Kibre took Abaddon’s outburst stoically and replaced the slate in its niche.
‘Ezekyle,’ said Kibre. ‘We fought the hardest down there, you and I.’
Aximand scowled at that. The Fifth Company had fought their way through the XIII Legion to break the line, and they’d done it without the support of an orbital weapons platform.
‘We faced a bloody Imperator and lived,’ continued the Widowmaker, ‘So don’t make me come up there and slap you for being unmindful of what we did.’
Aximand revised his assumption that he knew Ezekyle better than most when, instead of killing Kibre, Abaddon grunted in laughter.
‘You’re right, Falkus,’ said Abaddon. ‘It does feel somehow... unfinished.’
That at least, Aximand understood. Like all true fighting men down through the ages, he hated to abandon a mission before it was finished. But Ezekyle had things wrong.
‘It is finished,’ he said.
Abaddon and Kibre looked back down the fuselage at him.
‘We came here for Lupercal,’ he said. ‘This was his mission, not ours. And it’s done.’
‘We’re just going to have to fight those men again on the walls of Terra,’ said Kibre.
‘You’re wrong,’ said the Warmaster, emerging from the pilot’s compartment and sitting on the dropmaster’s seat. ‘Those men will be dead soon. Mortarion and Grulgor will see to that.’
Horus had always been a demi-god among men, but looking into the Warmaster’s eyes now was like looking into the heart of a star on the verge of becoming a self-immolating supernova.
‘We’re leaving the Fourteenth Legion to finish the job?’ said Kibre.
Horus nodded, shifting his bulk on the seat. It was patently too small for him, more so now that his natural presence was enhanced by his journey across the dimensions.
‘Molech now belongs to Mortarion and Fulgrim.’
‘Fulgrim?’ said Aximand. ‘Why does the Phoenician get a share of the spoils?’

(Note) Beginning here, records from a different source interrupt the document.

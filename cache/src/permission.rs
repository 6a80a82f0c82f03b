use harmony_models::{
    channel::{PermissionOverwrite, PermissionOverwriteType},
    id::{RoleId, UserId},
    permissions::Permissions,
};
use std::{collections::HashMap, sync::Arc};

use crate::{CachedGuild, CachedRole};

/// Computes the permissions of a member across the whole guild.
///
/// The owner holds every permission. Everyone else starts from the `@everyone`
/// role and ORs in the permissions of each assigned role, visited from the
/// highest position down. Roles missing from `roles` are skipped since the
/// cache may lag behind the server. `ADMINISTRATOR` grants everything.
pub fn guild_wide_permissions(
    guild: &CachedGuild,
    roles: &HashMap<RoleId, Arc<CachedRole>>,
    member_id: &UserId,
    member_roles: &[RoleId],
) -> Permissions {
    if *member_id == guild.owner_id {
        return Permissions::all();
    }

    let mut permissions = roles
        .get(&guild.id.everyone_role())
        .map_or_else(Permissions::empty, |r| r.permissions);

    let mut assigned = member_roles
        .iter()
        .filter_map(|id| roles.get(id))
        .collect::<Vec<_>>();
    assigned.sort_by(|a, b| b.position.cmp(&a.position));
    for role in assigned {
        permissions |= role.permissions;
    }

    if permissions.contains(Permissions::ADMINISTRATOR) {
        return Permissions::all();
    }
    permissions
}

/// Computes the permissions of a member inside a channel with the given overwrites.
///
/// Overwrites are layered on top of the guild wide permissions: the `@everyone`
/// overwrite first, then the combined overwrites of the member's roles, then the
/// member specific overwrite. Each layer removes its denied bits before adding
/// its allowed bits.
pub fn channel_permissions(
    guild: &CachedGuild,
    roles: &HashMap<RoleId, Arc<CachedRole>>,
    member_id: &UserId,
    member_roles: &[RoleId],
    overwrites: &[PermissionOverwrite],
) -> Permissions {
    let mut permissions = guild_wide_permissions(guild, roles, member_id, member_roles);
    if permissions == Permissions::all() {
        return permissions;
    }

    let everyone = guild.id.everyone_role();
    let mut member_allow = Permissions::empty();
    let mut member_deny = Permissions::empty();
    let mut roles_allow = Permissions::empty();
    let mut roles_deny = Permissions::empty();

    for overwrite in overwrites {
        match overwrite.target() {
            PermissionOverwriteType::Role(role) => {
                if role == everyone {
                    permissions.remove(overwrite.deny);
                    permissions.insert(overwrite.allow);
                    continue;
                }

                if !member_roles.contains(&role) {
                    continue;
                }

                roles_allow.insert(overwrite.allow);
                roles_deny.insert(overwrite.deny);
            }
            PermissionOverwriteType::Member(user) if user == *member_id => {
                member_allow.insert(overwrite.allow);
                member_deny.insert(overwrite.deny);
            }
            PermissionOverwriteType::Member(_) => {}
        }
    }
    permissions.remove(roles_deny);
    permissions.insert(roles_allow);
    permissions.remove(member_deny);
    permissions.insert(member_allow);

    permissions
}

#[cfg(test)]
mod tests {
    use super::*;
    use harmony_models::{
        channel::OverwriteKind,
        id::{GuildId, RegionId},
    };

    fn guild() -> CachedGuild {
        CachedGuild {
            id: GuildId::from("100"),
            name: "Harmony".into(),
            icon: None,
            owner_id: UserId::from("1"),
            region: RegionId::from("us-west"),
            afk_channel_id: None,
            afk_timeout: 300,
        }
    }

    fn role(id: &str, position: i64, permissions: Permissions) -> (RoleId, Arc<CachedRole>) {
        let role = CachedRole {
            id: RoleId::from(id),
            guild_id: GuildId::from("100"),
            name: id.to_string(),
            position,
            permissions,
            color: 0,
            hoist: false,
            managed: false,
        };
        (role.id.clone(), Arc::new(role))
    }

    fn overwrite(id: &str, kind: OverwriteKind, allow: Permissions, deny: Permissions) -> PermissionOverwrite {
        PermissionOverwrite {
            id: id.into(),
            kind,
            allow,
            deny,
        }
    }

    #[test]
    fn owner_without_roles_has_everything() {
        let roles = HashMap::new();
        let perms = guild_wide_permissions(&guild(), &roles, &UserId::from("1"), &[]);
        assert!(perms.contains(Permissions::MANAGE_SERVER));
        assert_eq!(perms, Permissions::all());
    }

    #[test]
    fn conflicting_roles_are_unioned() {
        let roles = [
            role("100", 0, Permissions::READ_MESSAGES),
            role("moderator", 5, Permissions::KICK_MEMBERS | Permissions::BAN_MEMBERS),
            role("muted", 1, Permissions::empty()),
        ]
        .into_iter()
        .collect::<HashMap<_, _>>();
        let member_roles = [RoleId::from("muted"), RoleId::from("moderator")];

        let perms = guild_wide_permissions(&guild(), &roles, &UserId::from("2"), &member_roles);
        assert_eq!(
            perms,
            Permissions::READ_MESSAGES | Permissions::KICK_MEMBERS | Permissions::BAN_MEMBERS
        );
    }

    #[test]
    fn stale_roles_are_skipped() {
        let roles = [role("100", 0, Permissions::READ_MESSAGES)]
            .into_iter()
            .collect::<HashMap<_, _>>();
        let perms = guild_wide_permissions(&guild(), &roles, &UserId::from("2"), &[RoleId::from("gone")]);
        assert_eq!(perms, Permissions::READ_MESSAGES);
    }

    #[test]
    fn administrator_grants_everything() {
        let roles = [role("admin", 3, Permissions::ADMINISTRATOR)]
            .into_iter()
            .collect::<HashMap<_, _>>();
        let perms = guild_wide_permissions(&guild(), &roles, &UserId::from("2"), &[RoleId::from("admin")]);
        assert_eq!(perms, Permissions::all());
    }

    #[test]
    fn conflicting_overwrites_deny_then_allow() {
        let roles = [
            role("100", 0, Permissions::READ_MESSAGES | Permissions::SEND_MESSAGES),
            role("helper", 2, Permissions::MANAGE_MESSAGES),
            role("guest", 1, Permissions::empty()),
        ]
        .into_iter()
        .collect::<HashMap<_, _>>();
        let member_roles = [RoleId::from("helper"), RoleId::from("guest")];
        let overwrites = [
            overwrite("100", OverwriteKind::Role, Permissions::empty(), Permissions::SEND_MESSAGES),
            // one role denies what another role allows, the allow wins
            overwrite("guest", OverwriteKind::Role, Permissions::empty(), Permissions::SEND_MESSAGES | Permissions::READ_MESSAGES),
            overwrite("helper", OverwriteKind::Role, Permissions::SEND_MESSAGES, Permissions::empty()),
            overwrite("2", OverwriteKind::Member, Permissions::EMBED_LINKS, Permissions::MANAGE_MESSAGES),
            overwrite("3", OverwriteKind::Member, Permissions::all(), Permissions::empty()),
        ];

        let perms = channel_permissions(&guild(), &roles, &UserId::from("2"), &member_roles, &overwrites);
        assert_eq!(perms, Permissions::SEND_MESSAGES | Permissions::EMBED_LINKS);
    }

    #[test]
    fn owner_ignores_overwrites() {
        let roles = HashMap::new();
        let overwrites = [overwrite("1", OverwriteKind::Member, Permissions::empty(), Permissions::all())];
        let perms = channel_permissions(&guild(), &roles, &UserId::from("1"), &[], &overwrites);
        assert_eq!(perms, Permissions::all());
    }
}
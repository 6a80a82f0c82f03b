use harmony_models::id::{GuildId, UserId};
use std::fmt::{Display, Formatter, Result as FmtResult};
use urlencoding::encode;

use crate::ratelimit::BucketKey;

#[derive(Clone, Copy, Debug, Eq, PartialEq)]
pub enum Method {
    Get,
    Post,
    Put,
    Patch,
    Delete,
}

impl Method {
    pub const fn as_str(self) -> &'static str {
        match self {
            Method::Get => "GET",
            Method::Post => "POST",
            Method::Put => "PUT",
            Method::Patch => "PATCH",
            Method::Delete => "DELETE",
        }
    }
}

impl Display for Method {
    fn fmt(&self, f: &mut Formatter<'_>) -> FmtResult {
        f.write_str(self.as_str())
    }
}

/// Every endpoint the guild facade talks to
#[derive(Clone, Debug, Eq, PartialEq)]
pub enum Route<'a> {
    CreateBan {
        guild_id: &'a GuildId,
        user_id: &'a UserId,
        delete_message_days: u8,
    },
    CreateChannel {
        guild_id: &'a GuildId,
    },
    CreateRole {
        guild_id: &'a GuildId,
    },
    DeleteGuild {
        guild_id: &'a GuildId,
    },
    GetBans {
        guild_id: &'a GuildId,
    },
    GetVoiceRegions,
    RemoveBan {
        guild_id: &'a GuildId,
        user_id: &'a UserId,
    },
    RemoveMember {
        guild_id: &'a GuildId,
        user_id: &'a UserId,
    },
    UpdateGuild {
        guild_id: &'a GuildId,
    },
    UpdateMember {
        guild_id: &'a GuildId,
        user_id: &'a UserId,
    },
}

impl Route<'_> {
    pub const fn method(&self) -> Method {
        match self {
            Route::CreateBan { .. } => Method::Put,
            Route::CreateChannel { .. } | Route::CreateRole { .. } => Method::Post,
            Route::DeleteGuild { .. } | Route::RemoveBan { .. } | Route::RemoveMember { .. } => {
                Method::Delete
            }
            Route::GetBans { .. } | Route::GetVoiceRegions => Method::Get,
            Route::UpdateGuild { .. } | Route::UpdateMember { .. } => Method::Patch,
        }
    }

    /// The rate-limit bucket of the route. Routes under a guild are limited per guild.
    pub fn bucket(&self) -> BucketKey {
        let (route, major) = match self {
            Route::CreateBan { guild_id, .. } | Route::RemoveBan { guild_id, .. } => {
                ("guilds/{guild_id}/bans/{user_id}", Some(*guild_id))
            }
            Route::CreateChannel { guild_id } => ("guilds/{guild_id}/channels", Some(*guild_id)),
            Route::CreateRole { guild_id } => ("guilds/{guild_id}/roles", Some(*guild_id)),
            Route::DeleteGuild { guild_id } | Route::UpdateGuild { guild_id } => {
                ("guilds/{guild_id}", Some(*guild_id))
            }
            Route::GetBans { guild_id } => ("guilds/{guild_id}/bans", Some(*guild_id)),
            Route::GetVoiceRegions => ("voice/regions", None),
            Route::RemoveMember { guild_id, .. } | Route::UpdateMember { guild_id, .. } => {
                ("guilds/{guild_id}/members/{user_id}", Some(*guild_id))
            }
        };
        BucketKey {
            route,
            major: major.cloned(),
        }
    }
}

impl Display for Route<'_> {
    fn fmt(&self, f: &mut Formatter<'_>) -> FmtResult {
        match self {
            Route::CreateBan {
                guild_id,
                user_id,
                delete_message_days,
            } => write!(
                f,
                "guilds/{}/bans/{}?delete-message-days={}",
                encode(guild_id.as_str()),
                encode(user_id.as_str()),
                delete_message_days
            ),
            Route::CreateChannel { guild_id } => {
                write!(f, "guilds/{}/channels", encode(guild_id.as_str()))
            }
            Route::CreateRole { guild_id } => write!(f, "guilds/{}/roles", encode(guild_id.as_str())),
            Route::DeleteGuild { guild_id } | Route::UpdateGuild { guild_id } => {
                write!(f, "guilds/{}", encode(guild_id.as_str()))
            }
            Route::GetBans { guild_id } => write!(f, "guilds/{}/bans", encode(guild_id.as_str())),
            Route::GetVoiceRegions => f.write_str("voice/regions"),
            Route::RemoveBan { guild_id, user_id } => write!(
                f,
                "guilds/{}/bans/{}",
                encode(guild_id.as_str()),
                encode(user_id.as_str())
            ),
            Route::RemoveMember { guild_id, user_id } | Route::UpdateMember { guild_id, user_id } => {
                write!(
                    f,
                    "guilds/{}/members/{}",
                    encode(guild_id.as_str()),
                    encode(user_id.as_str())
                )
            }
        }
    }
}

#[cfg(test)]
mod tests {
    use super::*;

    #[test]
    fn paths_and_buckets() {
        let guild_id = GuildId::from("81384788765712384");
        let user_id = UserId::from("80351110224678912");
        let ban = Route::CreateBan {
            guild_id: &guild_id,
            user_id: &user_id,
            delete_message_days: 7,
        };
        assert_eq!(
            ban.to_string(),
            "guilds/81384788765712384/bans/80351110224678912?delete-message-days=7"
        );
        assert_eq!(ban.method(), Method::Put);

        let pardon = Route::RemoveBan {
            guild_id: &guild_id,
            user_id: &user_id,
        };
        assert_eq!(ban.bucket(), pardon.bucket());
        assert_eq!(pardon.bucket().major, Some(guild_id.clone()));
        assert_eq!(Route::GetVoiceRegions.bucket().major, None);
    }

    #[test]
    fn ids_are_escaped() {
        let guild_id = GuildId::from("a/b");
        assert_eq!(Route::GetBans { guild_id: &guild_id }.to_string(), "guilds/a%2Fb/bans");
    }
}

‘He played his part,’ said Horus. ‘Though I doubt he’ll remember his time here fondly. Plasmic fire to the face tends to be an unpleasant experience. Or so Lorgar told me from Armatura.’
‘What was Fulgrim doing?’ asked Aximand.
Horus didn’t answer immediately and Aximand took a moment to study the chiselled lines of the Warmaster’s face. The extended age Aximand saw in his gene-father still unnerved him. He dearly wanted to ask Lupercal what he’d found, what wonders he’d seen and how far along the road he’d travelled.
One day, perhaps, but not today.
‘Fulgrim reaped a crop sown here many years ago,’ said Horus. ‘But enough of my brother, let’s savour the moment ahead.’
‘What moment?’ said Kibre.
‘A reunion of sorts,’ said Horus. ‘The confraternity of the old Mournival is about to be remade.’
Lupercal’s Court. The dark jewel in the crown of Peeter Egon Momus.